TASK TO COMPLETE —
Report, as a bare number, how many lines of the entries below contain "NativeFunction".

MATERIAL FOR THE TASK —
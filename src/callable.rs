//! The `Callable` capability and the two function flavours that implement it
//! besides classes: user‑declared closures and host‑provided natives.

use std::cell::RefCell;
use std::fmt;
use std::rc::Rc;

use log::debug;

use crate::class::LoxInstance;
use crate::environment::{EnvRef, Environment};
use crate::error::Result;
use crate::interpreter::{Flow, Interpreter};
use crate::stmt::FunctionDecl;
use crate::value::Value;

/// Anything a call expression can invoke.
pub trait Callable {
    /// Exact number of arguments the callee expects.
    fn arity(&self) -> usize;

    /// Invoke with already‑evaluated arguments (`arguments.len() == arity()`).
    fn call(&self, interpreter: &mut Interpreter, arguments: Vec<Value>) -> Result<Value>;
}

/// A function supplied by the host, e.g. `clock`.
pub struct NativeFunction {
    pub name: &'static str,
    pub arity: usize,
    pub func: fn(&[Value]) -> Value,
}

impl Callable for NativeFunction {
    fn arity(&self) -> usize {
        self.arity
    }

    fn call(&self, _interpreter: &mut Interpreter, arguments: Vec<Value>) -> Result<Value> {
        debug!("Calling native function '{}'", self.name);

        Ok((self.func)(&arguments))
    }
}

impl fmt::Debug for NativeFunction {
    fn fmt(&self, f: &mut fmt::Formatter<'_>) -> fmt::Result {
        write!(f, "<native fn {}>", self.name)
    }
}

/// A user function or method together with the frame it closes over.
pub struct LoxFunction {
    declaration: Rc<FunctionDecl>,
    closure: EnvRef,
    is_initializer: bool,
}

impl LoxFunction {
    pub fn new(declaration: Rc<FunctionDecl>, closure: EnvRef, is_initializer: bool) -> Self {
        Self {
            declaration,
            closure,
            is_initializer,
        }
    }

    pub fn name(&self) -> &str {
        &self.declaration.name.lexeme
    }

    /// A copy of this method whose closure is a fresh frame, child of the
    /// original closure, that binds `this` to `instance`.
    pub fn bind(&self, instance: &Rc<RefCell<LoxInstance>>) -> LoxFunction {
        let env: EnvRef = Environment::child_of(&self.closure);
        env.borrow_mut()
            .define("this", Value::Instance(Rc::clone(instance)));

        LoxFunction {
            declaration: Rc::clone(&self.declaration),
            closure: env,
            is_initializer: self.is_initializer,
        }
    }

    fn bound_this(&self) -> Value {
        Environment::get_at(&self.closure, 0, "this").unwrap_or(Value::Nil)
    }
}

impl Callable for LoxFunction {
    fn arity(&self) -> usize {
        self.declaration.params.len()
    }

    fn call(&self, interpreter: &mut Interpreter, arguments: Vec<Value>) -> Result<Value> {
        debug!("Calling user-defined function '{}'", self.name());

        let env: EnvRef = Environment::child_of(&self.closure);

        {
            let mut frame = env.borrow_mut();
            for (param, arg) in self.declaration.params.iter().zip(arguments) {
                frame.define(&param.lexeme, arg);
            }
        }

        let flow: Flow = interpreter.execute_block(&self.declaration.body, env)?;

        // An initializer always yields its instance, even on a bare `return;`.
        if self.is_initializer {
            return Ok(self.bound_this());
        }

        match flow {
            Flow::Return(value) => {
                debug!("Function '{}' returned: {}", self.name(), value);
                Ok(value)
            }
            Flow::Normal => Ok(Value::Nil),
        }
    }
}

impl fmt::Debug for LoxFunction {
    fn fmt(&self, f: &mut fmt::Formatter<'_>) -> fmt::Result {
        write!(f, "<fn {}>", self.name())
    }
}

ANSWER FOR THIS EXERCISE —
3